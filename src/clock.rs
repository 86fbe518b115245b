use std::cell::Cell;
use std::time::Duration;

use coursehub_shared::Timestamp;

/// 时间来源
///
/// 缓存新鲜度与 TTL 判断都通过它取时间，测试中用 `ManualClock` 推进。
pub trait Clock {
    fn now(&self) -> Timestamp;
}

#[derive(Debug, Default, Clone, Copy)]
pub struct SystemClock;

impl Clock for SystemClock {
    fn now(&self) -> Timestamp {
        Timestamp::now()
    }
}

/// 手动推进的时钟
#[derive(Debug, Default)]
pub struct ManualClock {
    now: Cell<i64>,
}

impl ManualClock {
    pub fn new(start: Timestamp) -> Self {
        Self {
            now: Cell::new(start.as_millis()),
        }
    }

    pub fn advance(&self, by: Duration) {
        self.now.set(self.now.get() + by.as_millis() as i64);
    }

    pub fn set(&self, to: Timestamp) {
        self.now.set(to.as_millis());
    }
}

impl Clock for ManualClock {
    fn now(&self) -> Timestamp {
        Timestamp::new(self.now.get())
    }
}
//! 定时器封装模块
//!
//! 使用 `web_sys` 的原生定时器 API 替代 `gloo-timers`。

use std::time::Duration;
use wasm_bindgen::prelude::*;

fn clamp_millis(duration: Duration) -> i32 {
    duration.as_millis().min(i32::MAX as u128) as i32
}

/// 周期性定时器
///
/// 封装 `setInterval` API。当 `Interval` 被 drop 时，自动清除定时器。
pub struct Interval {
    handle: Option<i32>,
    #[allow(dead_code)]
    closure: Closure<dyn Fn()>,
}

impl Interval {
    /// 创建新的周期性定时器
    ///
    /// 无法获取 window 时定时器不会启动。
    pub fn new<F>(every: Duration, callback: F) -> Self
    where
        F: Fn() + 'static,
    {
        let closure = Closure::<dyn Fn()>::new(callback);
        let handle = web_sys::window().and_then(|window| {
            window
                .set_interval_with_callback_and_timeout_and_arguments_0(
                    closure.as_ref().unchecked_ref(),
                    clamp_millis(every),
                )
                .ok()
        });
        if handle.is_none() {
            log::warn!("[Timer] setInterval unavailable");
        }

        Self { handle, closure }
    }

    /// 取消定时器
    ///
    /// 通常不需要手动调用，因为 drop 时会自动清除。
    pub fn cancel(&self) {
        if let (Some(window), Some(handle)) = (web_sys::window(), self.handle) {
            window.clear_interval_with_handle(handle);
        }
    }
}

impl Drop for Interval {
    fn drop(&mut self) {
        self.cancel();
    }
}

/// 一次性定时器，回调触发后释放闭包
pub fn set_timeout<F>(after: Duration, callback: F)
where
    F: FnOnce() + 'static,
{
    let closure = Closure::once_into_js(callback);
    let scheduled = web_sys::window().and_then(|window| {
        window
            .set_timeout_with_callback_and_timeout_and_arguments_0(
                closure.unchecked_ref(),
                clamp_millis(after),
            )
            .ok()
    });
    if scheduled.is_none() {
        log::warn!("[Timer] setTimeout unavailable, delayed callback dropped");
    }
}

//! 页面共用的加载状态与提示组件

use std::future::Future;

use coursehub::ApiResult;
use leptos::prelude::*;
use leptos::task::spawn_local;

use crate::web::router::Link;

/// 异步数据的三种状态
#[derive(Debug, Clone, PartialEq)]
pub enum Load<T> {
    Loading,
    Ready(T),
    Failed(String),
}

impl<T> From<ApiResult<T>> for Load<T> {
    fn from(result: ApiResult<T>) -> Self {
        match result {
            Ok(value) => Load::Ready(value),
            Err(e) => {
                log::error!("{}", e);
                Load::Failed(e.message().to_string())
            }
        }
    }
}

/// 在后台执行请求并把结果写入信号
pub fn spawn_load<T, F>(set: WriteSignal<Load<T>>, fut: F)
where
    T: Send + Sync + 'static,
    F: Future<Output = ApiResult<T>> + 'static,
{
    set.set(Load::Loading);
    spawn_local(async move {
        set.set(Load::from(fut.await));
    });
}

/// 错误写入提示信号，同时记录到控制台
pub fn report<T>(result: ApiResult<T>, set_error: WriteSignal<Option<String>>) -> Option<T> {
    match result {
        Ok(value) => {
            set_error.set(None);
            Some(value)
        }
        Err(e) => {
            log::error!("{}", e);
            set_error.set(Some(e.message().to_string()));
            None
        }
    }
}

/// 读取查询参数
pub fn query_param(location: &str, name: &str) -> Option<String> {
    let (_, query) = location.split_once('?')?;
    query.split('&').find_map(|pair| {
        let (key, value) = pair.split_once('=').unwrap_or((pair, ""));
        (key == name).then(|| value.to_string())
    })
}

pub fn format_price(price: Option<f64>) -> String {
    match price {
        None => "Price unavailable".to_string(),
        Some(price) if price <= 0.0 => "Free".to_string(),
        Some(price) => format!("${:.2}", price),
    }
}

#[component]
pub fn Spinner() -> impl IntoView {
    view! {
        <div class="flex items-center justify-center py-16">
            <span class="loading loading-spinner loading-lg text-primary"></span>
        </div>
    }
}

#[component]
pub fn ErrorAlert(#[prop(into)] message: String) -> impl IntoView {
    view! {
        <div role="alert" class="alert alert-error text-sm py-2">
            <span>{message}</span>
        </div>
    }
}

/// 错误提示信号为 Some 时显示
#[component]
pub fn ErrorBanner(error: ReadSignal<Option<String>>) -> impl IntoView {
    move || error.get().map(|message| view! { <ErrorAlert message=message /> })
}

#[component]
pub fn NotFound(
    #[prop(optional, into)] message: Option<String>,
) -> impl IntoView {
    let message = message.unwrap_or_else(|| "Page not found".to_string());
    view! {
        <div class="flex items-center justify-center py-24">
            <div class="text-center space-y-4">
                <h1 class="text-6xl font-bold text-error">"404"</h1>
                <p class="text-xl">{message}</p>
                <Link to="/courses" class="btn btn-primary">"Browse Courses"</Link>
            </div>
        </div>
    }
}
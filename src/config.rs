use std::time::Duration;

use crate::error::{ApiError, ApiResult};

// =========================================================
// 默认值 (Defaults)
// =========================================================

/// 这些是默认值，如果构建环境中没有定义对应变量，则使用这些值
pub const DEFAULT_API_URL: &str = "http://localhost:5000";
pub const API_PREFIX: &str = "/api";
pub const DEFAULT_STORAGE_BUCKET: &str = "videos";

pub const DEFAULT_CACHE_TTL: Duration = Duration::from_secs(30);
pub const DEFAULT_QUIZ_GATE_TTL: Duration = Duration::from_secs(10);
pub const DEFAULT_REFETCH_DELAY: Duration = Duration::from_secs(3);
pub const DEFAULT_NOTIFICATION_POLL: Duration = Duration::from_secs(5 * 60);

/// 上传视频大小上限 100 MB
pub const MAX_VIDEO_BYTES: u64 = 100 * 1024 * 1024;

pub const ENV_API_URL: &str = "COURSEHUB_API_URL";
pub const ENV_STORAGE_URL: &str = "COURSEHUB_STORAGE_URL";
pub const ENV_STORAGE_KEY: &str = "COURSEHUB_STORAGE_KEY";
pub const ENV_STORAGE_BUCKET: &str = "COURSEHUB_STORAGE_BUCKET";

/// 环境变量读取适配器
/// 浏览器端由构建期的 `option_env!` 提供
pub trait EnvAdapter {
    fn var(&self, name: &str) -> Option<String>;
}

/// 对象存储（视频上传）配置
#[derive(Debug, Clone, PartialEq, Eq)]
pub struct StorageConfig {
    pub url: String,
    pub key: String,
    pub bucket: String,
}

/// 客户端配置
#[derive(Debug, Clone, PartialEq)]
pub struct ClientConfig {
    pub api_url: String,
    pub cache_ttl: Duration,
    pub quiz_gate_ttl: Duration,
    pub refetch_delay: Duration,
    pub notification_poll: Duration,
    /// 会话存储中镜像的缓存 key 前缀
    pub mirrored_prefixes: Vec<String>,
    /// 未配置时视频上传不可用
    pub storage: Option<StorageConfig>,
}

impl Default for ClientConfig {
    fn default() -> Self {
        Self {
            api_url: DEFAULT_API_URL.to_string(),
            cache_ttl: DEFAULT_CACHE_TTL,
            quiz_gate_ttl: DEFAULT_QUIZ_GATE_TTL,
            refetch_delay: DEFAULT_REFETCH_DELAY,
            notification_poll: DEFAULT_NOTIFICATION_POLL,
            mirrored_prefixes: vec!["course_".to_string(), "lesson_progress_".to_string()],
            storage: None,
        }
    }
}

impl ClientConfig {
    /// 从环境读取，缺失项使用默认值
    pub fn from_env(env: &dyn EnvAdapter) -> ApiResult<Self> {
        let mut config = Self::default();

        if let Some(url) = non_empty(env.var(ENV_API_URL)) {
            config.api_url = validate_url(ENV_API_URL, &url)?;
        }

        // URL 与 KEY 必须同时存在
        config.storage = match (
            non_empty(env.var(ENV_STORAGE_URL)),
            non_empty(env.var(ENV_STORAGE_KEY)),
        ) {
            (Some(url), Some(key)) => Some(StorageConfig {
                url: validate_url(ENV_STORAGE_URL, &url)?,
                key,
                bucket: non_empty(env.var(ENV_STORAGE_BUCKET))
                    .unwrap_or_else(|| DEFAULT_STORAGE_BUCKET.to_string()),
            }),
            (None, None) => None,
            _ => {
                return Err(ApiError::invalid_input(format!(
                    "{} and {} must be set together",
                    ENV_STORAGE_URL, ENV_STORAGE_KEY
                ))
                .in_op("config.from_env"));
            }
        };

        Ok(config)
    }

    /// `<api_url>/api<path>`
    pub fn endpoint(&self, path: &str) -> String {
        format!("{}{}{}", self.api_url, API_PREFIX, path)
    }
}

fn non_empty(value: Option<String>) -> Option<String> {
    value.map(|v| v.trim().to_string()).filter(|v| !v.is_empty())
}

fn validate_url(name: &str, url: &str) -> ApiResult<String> {
    if url.starts_with("http://") || url.starts_with("https://") {
        Ok(url.trim_end_matches('/').to_string())
    } else {
        Err(ApiError::invalid_input(format!("{} is not an http(s) URL: {}", name, url))
            .in_op("config.from_env"))
    }
}
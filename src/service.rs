//! 页面数据流程
//!
//! 每个页面都遵循同一个循环：请求（经缓存）-> 本地派生 -> 渲染 -> 用户操作 -> 变更 -> 失效 -> 重新请求。
//! 各流程都是 `AppContext` 上的方法，界面层只负责渲染与调用。

pub mod admin;
pub mod auth;
pub mod catalog;
pub mod certificates;
pub mod enrollment;
pub mod instructor;
pub mod learning;
pub mod media;
pub mod notifications;

#[cfg(test)]
pub(crate) mod testing;

use crate::error::{ApiError, ApiResult};

/// 表单必填项检查，返回第一个缺失字段对应的错误
pub(crate) fn require_fields(fields: &[(&str, &str)]) -> ApiResult<()> {
    match fields.iter().find(|(_, value)| value.trim().is_empty()) {
        Some((name, _)) => Err(ApiError::invalid_input(format!("{} is required", name))),
        None => Ok(()),
    }
}
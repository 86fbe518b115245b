//! 请求缓存与并发去重
//!
//! 每个 key 同一时间最多只有一个在途请求：
//! 1. 条目新鲜（`now - stored_at < ttl`）直接返回，不调用 fetch
//! 2. 已有在途请求时，所有调用方共享同一个结果
//! 3. 否则发起 fetch；成功写入缓存，失败直接返回且不缓存
//!
//! 匹配镜像前缀的条目同时写入会话存储，内存未命中时从会话存储恢复。

use futures::FutureExt;
use futures::future::{LocalBoxFuture, Shared};
use log::{debug, warn};
use serde::de::DeserializeOwned;
use serde::{Deserialize, Serialize};
use serde_json::Value;
use std::cell::RefCell;
use std::collections::HashMap;
use std::future::Future;
use std::rc::{Rc, Weak};
use std::time::Duration;

use crate::clock::Clock;
use crate::error::{ApiError, ApiResult};
use crate::storage::{StorageAdapter, delete_prefixed};
use coursehub_shared::Timestamp;


/// 会话存储中镜像条目的 key 前缀
pub const MIRROR_KEY_PREFIX: &str = "cache:";

type SharedFetch = Shared<LocalBoxFuture<'static, ApiResult<Value>>>;

// =========================================================
// 缓存条目
// =========================================================

#[derive(Debug, Clone, PartialEq, Serialize, Deserialize)]
pub struct CacheEntry {
    pub value: Value,
    pub stored_at: Timestamp,
    pub ttl_ms: u64,
}

impl CacheEntry {
    /// 按写入时记录的 TTL 判断
    pub fn is_fresh(&self, now: Timestamp) -> bool {
        self.is_fresh_within(now, Duration::from_millis(self.ttl_ms))
    }

    /// 按调用方给出的 TTL 判断
    pub fn is_fresh_within(&self, now: Timestamp, ttl: Duration) -> bool {
        now - self.stored_at < ttl
    }
}

struct Pending {
    ticket: u64,
    future: SharedFetch,
}

#[derive(Default)]
struct CacheState {
    entries: HashMap<String, CacheEntry>,
    pending: HashMap<String, Pending>,
    next_ticket: u64,
}

#[derive(Clone)]
struct Mirror {
    storage: Rc<dyn StorageAdapter>,
    prefixes: Vec<String>,
}

impl Mirror {
    fn covers(&self, key: &str) -> bool {
        self.prefixes.iter().any(|p| key.starts_with(p.as_str()))
    }

    fn storage_key(key: &str) -> String {
        format!("{}{}", MIRROR_KEY_PREFIX, key)
    }

    fn load(&self, key: &str, now: Timestamp, ttl: Duration) -> Option<CacheEntry> {
        if !self.covers(key) {
            return None;
        }
        let storage_key = Self::storage_key(key);
        let raw = self.storage.get(&storage_key)?;
        match serde_json::from_str::<CacheEntry>(&raw) {
            Ok(entry) if entry.stored_at <= now && entry.is_fresh_within(now, ttl) => Some(entry),
            // 过期、写入时间晚于当前时间或损坏的镜像直接丢弃
            _ => {
                self.storage.delete(&storage_key);
                None
            }
        }
    }

    fn store(&self, key: &str, entry: &CacheEntry) {
        if !self.covers(key) {
            return;
        }
        match serde_json::to_string(entry) {
            Ok(raw) => self.storage.set(&Self::storage_key(key), &raw),
            Err(e) => warn!("cache mirror write failed for {}: {}", key, e),
        }
    }

    fn remove(&self, key: &str) {
        self.storage.delete(&Self::storage_key(key));
    }
}

// =========================================================
// RequestCache
// =========================================================

/// 请求缓存
///
/// 单线程共享：克隆得到的是同一份状态。
#[derive(Clone)]
pub struct RequestCache {
    state: Rc<RefCell<CacheState>>,
    clock: Rc<dyn Clock>,
    default_ttl: Duration,
    mirror: Option<Mirror>,
}

impl RequestCache {
    pub fn new(clock: Rc<dyn Clock>, default_ttl: Duration) -> Self {
        Self {
            state: Rc::new(RefCell::new(CacheState::default())),
            clock,
            default_ttl,
            mirror: None,
        }
    }

    /// 将匹配前缀的条目镜像到会话存储
    pub fn with_mirror(mut self, storage: Rc<dyn StorageAdapter>, prefixes: Vec<String>) -> Self {
        self.mirror = Some(Mirror { storage, prefixes });
        self
    }

    pub fn default_ttl(&self) -> Duration {
        self.default_ttl
    }

    pub async fn get<F, Fut>(&self, key: &str, fetch: F) -> ApiResult<Value>
    where
        F: FnOnce() -> Fut,
        Fut: Future<Output = ApiResult<Value>> + 'static,
    {
        self.get_with_ttl(key, self.default_ttl, fetch).await
    }

    /// 新鲜度按本次调用的 `ttl` 判断，而不是条目写入时的 TTL
    pub async fn get_with_ttl<F, Fut>(&self, key: &str, ttl: Duration, fetch: F) -> ApiResult<Value>
    where
        F: FnOnce() -> Fut,
        Fut: Future<Output = ApiResult<Value>> + 'static,
    {
        let now = self.clock.now();

        // 1. 内存命中 / 镜像恢复 / 合并到在途请求
        let existing = {
            let mut state = self.state.borrow_mut();

            if let Some(entry) = state.entries.get(key) {
                if entry.is_fresh_within(now, ttl) {
                    debug!("cache hit: {}", key);
                    return Ok(entry.value.clone());
                }
            }

            if let Some(entry) = self.mirror.as_ref().and_then(|m| m.load(key, now, ttl)) {
                debug!("cache rehydrated from session storage: {}", key);
                let value = entry.value.clone();
                state.entries.insert(key.to_string(), entry);
                return Ok(value);
            }

            state.pending.get(key).map(|p| p.future.clone())
        };

        if let Some(future) = existing {
            debug!("cache coalesced: {}", key);
            return future.await;
        }

        // 2. 发起新请求（先释放借用，fetch 构造过程中可能访问缓存）
        debug!("cache miss: {}", key);
        let fut = fetch();
        let future = {
            let mut state = self.state.borrow_mut();
            let ticket = state.next_ticket;
            state.next_ticket += 1;

            let future = settle_after(
                fut,
                Rc::downgrade(&self.state),
                self.clock.clone(),
                self.mirror.clone(),
                key.to_string(),
                ticket,
                ttl,
            )
            .boxed_local()
            .shared();

            state.pending.insert(
                key.to_string(),
                Pending {
                    ticket,
                    future: future.clone(),
                },
            );
            future
        };

        future.await
    }

    /// 带类型的 `get`，值以 JSON 形式缓存
    pub async fn get_as<T, F, Fut>(&self, key: &str, fetch: F) -> ApiResult<T>
    where
        T: Serialize + DeserializeOwned + 'static,
        F: FnOnce() -> Fut,
        Fut: Future<Output = ApiResult<T>> + 'static,
    {
        self.get_as_with_ttl(key, self.default_ttl, fetch).await
    }

    pub async fn get_as_with_ttl<T, F, Fut>(&self, key: &str, ttl: Duration, fetch: F) -> ApiResult<T>
    where
        T: Serialize + DeserializeOwned + 'static,
        F: FnOnce() -> Fut,
        Fut: Future<Output = ApiResult<T>> + 'static,
    {
        let value = self
            .get_with_ttl(key, ttl, || {
                let fut = fetch();
                async move {
                    let typed = fut.await?;
                    serde_json::to_value(typed).map_err(ApiError::from)
                }
            })
            .await?;
        serde_json::from_value(value)
            .map_err(|e| ApiError::from(e).in_op_with("cache.get_as", key.to_string()))
    }

    /// 当前新鲜的缓存值（不触发请求）
    pub fn peek(&self, key: &str) -> Option<Value> {
        let now = self.clock.now();
        self.state
            .borrow()
            .entries
            .get(key)
            .filter(|e| e.is_fresh(now))
            .map(|e| e.value.clone())
    }

    pub fn is_pending(&self, key: &str) -> bool {
        self.state.borrow().pending.contains_key(key)
    }

    /// 移除条目和在途标记；在途请求完成后不会再写入
    pub fn clear(&self, key: &str) {
        {
            let mut state = self.state.borrow_mut();
            state.entries.remove(key);
            state.pending.remove(key);
        }
        if let Some(mirror) = &self.mirror {
            mirror.remove(key);
        }
        debug!("cache cleared: {}", key);
    }

    /// 按前缀批量失效
    pub fn clear_prefix(&self, prefix: &str) {
        {
            let mut state = self.state.borrow_mut();
            state.entries.retain(|k, _| !k.starts_with(prefix));
            state.pending.retain(|k, _| !k.starts_with(prefix));
        }
        if let Some(mirror) = &self.mirror {
            delete_prefixed(mirror.storage.as_ref(), &Mirror::storage_key(prefix));
        }
        debug!("cache cleared prefix: {}", prefix);
    }

    pub fn clear_all(&self) {
        {
            let mut state = self.state.borrow_mut();
            state.entries.clear();
            state.pending.clear();
        }
        if let Some(mirror) = &self.mirror {
            delete_prefixed(mirror.storage.as_ref(), MIRROR_KEY_PREFIX);
        }
        debug!("cache cleared all");
    }
}

/// 等待 fetch 完成后结算
///
/// 只持有状态的弱引用，在途 future 存放在状态内部，不能形成 Rc 环。
/// 只有 ticket 仍然匹配时才写入，被 clear 或新请求取代的结果只返回给等待者。
async fn settle_after<Fut>(
    fut: Fut,
    state: Weak<RefCell<CacheState>>,
    clock: Rc<dyn Clock>,
    mirror: Option<Mirror>,
    key: String,
    ticket: u64,
    ttl: Duration,
) -> ApiResult<Value>
where
    Fut: Future<Output = ApiResult<Value>>,
{
    let result = fut.await;

    let Some(shared) = state.upgrade() else {
        return result;
    };
    let mut state = shared.borrow_mut();
    let current = state.pending.get(&key).map(|p| p.ticket) == Some(ticket);
    if !current {
        debug!("cache discarded stale result: {}", key);
        return result;
    }
    state.pending.remove(&key);

    match &result {
        Ok(value) => {
            let entry = CacheEntry {
                value: value.clone(),
                stored_at: clock.now(),
                ttl_ms: ttl.as_millis() as u64,
            };
            if let Some(mirror) = &mirror {
                mirror.store(&key, &entry);
            }
            state.entries.insert(key, entry);
        }
        Err(e) => warn!("cache fetch failed for {}: {}", key, e),
    }
    result
}

// =========================================================
// 缓存 Key
// =========================================================

/// 所有缓存 key 的唯一构造处
pub mod keys {
    pub const COURSES_ALL: &str = "courses_all";
    pub const ADMIN_OVERVIEW: &str = "admin_overview";

    pub fn course(id: &str) -> String {
        format!("course_{}", id)
    }

    pub fn lessons(course_id: &str) -> String {
        format!("lessons_{}", course_id)
    }

    pub fn lesson_progress(course_id: &str, user_id: &str) -> String {
        format!("lesson_progress_{}_{}", course_id, user_id)
    }

    pub fn enrollment(course_id: &str, user_id: &str) -> String {
        format!("enrollment_{}_{}", course_id, user_id)
    }

    pub fn my_courses(user_id: &str) -> String {
        format!("my_courses_{}", user_id)
    }

    pub fn instructor_courses(instructor_id: &str) -> String {
        format!("instructor_courses_{}", instructor_id)
    }

    pub fn progress_stats(user_id: &str) -> String {
        format!("progress_stats_{}", user_id)
    }

    pub fn quiz(course_id: &str) -> String {
        format!("quiz_{}", course_id)
    }

    /// 测验解锁检查，TTL 单独设置
    pub fn quiz_gate(course_id: &str, user_id: &str) -> String {
        format!("quiz_gate_{}_{}", course_id, user_id)
    }

    pub fn notifications(user_id: &str) -> String {
        format!("notifications_{}", user_id)
    }
}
____
Directions for this task> The string "current" may appear in lines of the entries above. Say how many such lines there are, as a number only.

Answer to the problem> 2